◆ Your assignment: Restate word for word every line from the top of the data below down through the line that holds "use serde::Serialize;".

Saved entries:
------------------------------------------------------------

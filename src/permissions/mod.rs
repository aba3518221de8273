//! Permission engine
//!
//! Rule-based gating of tool-use requests: deny/allow rules evaluated in a
//! fixed order, a limited glob matcher, and an append-only audit log written
//! with every decision.

pub mod engine;
pub mod matcher;

pub use engine::{Decision, PermissionEngine};

use crate::protocol::DecisionBehavior;
use chrono::{DateTime, Utc};
use serde::Serialize;
use serde_json::Value;

/// A deny/allow rule
///
/// `project_id` of `None` makes the rule global. `tool_name == "*"` matches
/// any tool; an empty `rule_content` matches any input for that tool.
#[derive(Debug, Clone, Serialize)]
pub struct PermissionRule {
    pub id: String,
    pub project_id: Option<String>,
    pub tool_name: String,
    pub rule_content: String,
    pub behavior: DecisionBehavior,
    pub priority: i64,
    pub created_at: DateTime<Utc>,
}

impl PermissionRule {
    pub fn new(
        project_id: Option<&str>,
        tool_name: &str,
        rule_content: &str,
        behavior: DecisionBehavior,
        priority: i64,
    ) -> Self {
        Self {
            id: uuid::Uuid::new_v4().to_string(),
            project_id: project_id.map(str::to_string),
            tool_name: tool_name.to_string(),
            rule_content: rule_content.to_string(),
            behavior,
            priority,
            created_at: Utc::now(),
        }
    }
}

/// How a decision was reached
#[derive(Debug, Clone, Copy, PartialEq, Eq, Serialize)]
#[serde(rename_all = "snake_case")]
pub enum DecisionSource {
    /// A rule matched
    AutoRule,
    /// No rule matched; the fallback allow applied
    AutoDefault,
}

impl DecisionSource {
    pub fn as_str(&self) -> &'static str {
        match self {
            DecisionSource::AutoRule => "auto_rule",
            DecisionSource::AutoDefault => "auto_default",
        }
    }
}

/// One audit row, written synchronously with every decision
#[derive(Debug, Clone, Serialize)]
pub struct PermissionLogEntry {
    pub id: i64,
    pub session_id: String,
    pub request_id: String,
    pub tool_name: String,
    pub tool_input: Value,
    pub decision: DecisionBehavior,
    pub decision_source: DecisionSource,
    pub rule_id: Option<String>,
    pub decided_by: String,
    pub decided_at: DateTime<Utc>,
}
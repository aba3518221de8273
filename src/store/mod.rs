//! SQLite persistence
//!
//! A single embedded engine owns every table the core writes to. WAL journal
//! mode and foreign-key enforcement are enabled per connection, and the
//! schema is created idempotently at open. Row operations live in the
//! sibling modules, all as methods on [`Database`].

mod audit;
mod messages;
mod projects;
mod rules;
mod sessions;

pub use messages::{MessageDirection, MessageRecord};
pub use projects::Project;

use chrono::{DateTime, Utc};
use rusqlite::Connection;
use std::path::Path;
use std::sync::Mutex;

const SCHEMA: &str = "
CREATE TABLE IF NOT EXISTS projects (
    id TEXT PRIMARY KEY,
    name TEXT NOT NULL,
    folder_path TEXT NOT NULL UNIQUE,
    default_model TEXT,
    default_permission_mode TEXT,
    system_prompt TEXT,
    append_system_prompt TEXT,
    created_at TEXT NOT NULL
);

CREATE TABLE IF NOT EXISTS sessions (
    id TEXT PRIMARY KEY,
    project_id TEXT NOT NULL REFERENCES projects(id) ON DELETE CASCADE,
    agent_session_id TEXT,
    name TEXT NOT NULL,
    status TEXT NOT NULL,
    model TEXT,
    cli_pid INTEGER,
    ws_port INTEGER,
    total_cost_usd REAL NOT NULL DEFAULT 0,
    total_input_tokens INTEGER NOT NULL DEFAULT 0,
    total_output_tokens INTEGER NOT NULL DEFAULT 0,
    num_turns INTEGER NOT NULL DEFAULT 0,
    error_message TEXT,
    created_at TEXT NOT NULL,
    last_active_at TEXT NOT NULL,
    closed_at TEXT
);
CREATE INDEX IF NOT EXISTS idx_sessions_project ON sessions(project_id);
CREATE INDEX IF NOT EXISTS idx_sessions_status ON sessions(status);

CREATE TABLE IF NOT EXISTS messages (
    id INTEGER PRIMARY KEY AUTOINCREMENT,
    session_id TEXT NOT NULL REFERENCES sessions(id) ON DELETE CASCADE,
    direction TEXT NOT NULL,
    message_type TEXT NOT NULL,
    payload TEXT NOT NULL,
    created_at TEXT NOT NULL
);
CREATE INDEX IF NOT EXISTS idx_messages_session ON messages(session_id);

CREATE TABLE IF NOT EXISTS permission_rules (
    id TEXT PRIMARY KEY,
    project_id TEXT REFERENCES projects(id) ON DELETE CASCADE,
    tool_name TEXT NOT NULL,
    rule_content TEXT NOT NULL DEFAULT '',
    behavior TEXT NOT NULL CHECK (behavior IN ('allow', 'deny')),
    priority INTEGER NOT NULL DEFAULT 0,
    created_at TEXT NOT NULL
);
CREATE INDEX IF NOT EXISTS idx_rules_project ON permission_rules(project_id);

CREATE TABLE IF NOT EXISTS permission_log (
    id INTEGER PRIMARY KEY AUTOINCREMENT,
    session_id TEXT NOT NULL REFERENCES sessions(id) ON DELETE CASCADE,
    request_id TEXT NOT NULL,
    tool_name TEXT NOT NULL,
    tool_input TEXT NOT NULL,
    decision TEXT NOT NULL,
    decision_source TEXT NOT NULL,
    rule_id TEXT,
    decided_by TEXT NOT NULL,
    decided_at TEXT NOT NULL
);
CREATE INDEX IF NOT EXISTS idx_permission_log_session ON permission_log(session_id);

CREATE TABLE IF NOT EXISTS webhooks (
    id TEXT PRIMARY KEY,
    url TEXT NOT NULL,
    events TEXT,
    created_at TEXT NOT NULL
);
";

/// Handle to the embedded store
pub struct Database {
    conn: Mutex<Connection>,
}

impl Database {
    /// Open (or create) the database at `path`
    pub fn open(path: &Path) -> crate::Result<Self> {
        if let Some(parent) = path.parent() {
            if !parent.as_os_str().is_empty() {
                std::fs::create_dir_all(parent)?;
            }
        }
        let conn = Connection::open(path)?;
        Self::init(conn)
    }

    /// In-memory database for tests
    pub fn open_in_memory() -> crate::Result<Self> {
        Self::init(Connection::open_in_memory()?)
    }

    fn init(conn: Connection) -> crate::Result<Self> {
        conn.pragma_update(None, "journal_mode", "WAL")?;
        conn.pragma_update(None, "foreign_keys", "ON")?;
        conn.execute_batch(SCHEMA)?;
        Ok(Self {
            conn: Mutex::new(conn),
        })
    }

    /// Run a closure with the locked connection
    pub(crate) fn with_conn<T>(
        &self,
        f: impl FnOnce(&Connection) -> crate::Result<T>,
    ) -> crate::Result<T> {
        let conn = self.conn.lock().expect("database lock poisoned");
        f(&conn)
    }
}

/// Read an RFC 3339 timestamp column
pub(crate) fn ts_column(row: &rusqlite::Row<'_>, idx: usize) -> rusqlite::Result<DateTime<Utc>> {
    let text: String = row.get(idx)?;
    parse_ts(idx, &text)
}

/// Read a nullable RFC 3339 timestamp column
pub(crate) fn opt_ts_column(
    row: &rusqlite::Row<'_>,
    idx: usize,
) -> rusqlite::Result<Option<DateTime<Utc>>> {
    let text: Option<String> = row.get(idx)?;
    text.map(|t| parse_ts(idx, &t)).transpose()
}

fn parse_ts(idx: usize, text: &str) -> rusqlite::Result<DateTime<Utc>> {
    DateTime::parse_from_rfc3339(text)
        .map(|dt| dt.with_timezone(&Utc))
        .map_err(|e| {
            rusqlite::Error::FromSqlConversionFailure(idx, rusqlite::types::Type::Text, Box::new(e))
        })
}

#[cfg(test)]
mod tests {
    use super::*;

    #[test]
    fn test_open_creates_schema() {
        let dir = tempfile::TempDir::new().unwrap();
        let db = Database::open(&dir.path().join("conduit.db")).unwrap();

        let tables: Vec<String> = db
            .with_conn(|conn| {
                let mut stmt =
                    conn.prepare("SELECT name FROM sqlite_master WHERE type = 'table'")?;
                let names = stmt
                    .query_map([], |row| row.get(0))?
                    .collect::<Result<Vec<String>, _>>()?;
                Ok(names)
            })
            .unwrap();

        for table in [
            "projects",
            "sessions",
            "messages",
            "permission_rules",
            "permission_log",
            "webhooks",
        ] {
            assert!(tables.iter().any(|t| t == table), "missing table {}", table);
        }
    }

    #[test]
    fn test_open_is_idempotent() {
        let dir = tempfile::TempDir::new().unwrap();
        let path = dir.path().join("conduit.db");
        drop(Database::open(&path).unwrap());
        assert!(Database::open(&path).is_ok());
    }

    #[test]
    fn test_foreign_keys_enforced() {
        let db = Database::open_in_memory().unwrap();
        let result = db.with_conn(|conn| {
            conn.execute(
                "INSERT INTO sessions (id, project_id, name, status, created_at, last_active_at)
                 VALUES ('s1', 'no-such-project', 'n', 'starting', '2026-01-01T00:00:00Z', '2026-01-01T00:00:00Z')",
                [],
            )?;
            Ok(())
        });
        assert!(result.is_err());
    }

    #[test]
    fn test_behavior_check_constraint() {
        let db = Database::open_in_memory().unwrap();
        let result = db.with_conn(|conn| {
            conn.execute(
                "INSERT INTO permission_rules (id, tool_name, behavior, created_at)
                 VALUES ('r1', 'Bash', 'maybe', '2026-01-01T00:00:00Z')",
                [],
            )?;
            Ok(())
        });
        assert!(result.is_err());
    }
}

------------------------------------------------------------

◆ Solution:
filename src/permissions/mod.rs
repository aba3518221de8273
//! Permission engine
//!
//! Rule-based gating of tool-use requests: deny/allow rules evaluated in a
//! fixed order, a limited glob matcher, and an append-only audit log written
//! with every decision.

pub mod engine;
pub mod matcher;

pub use engine::{Decision, PermissionEngine};

use crate::protocol::DecisionBehavior;
use chrono::{DateTime, Utc};
use serde::Serialize;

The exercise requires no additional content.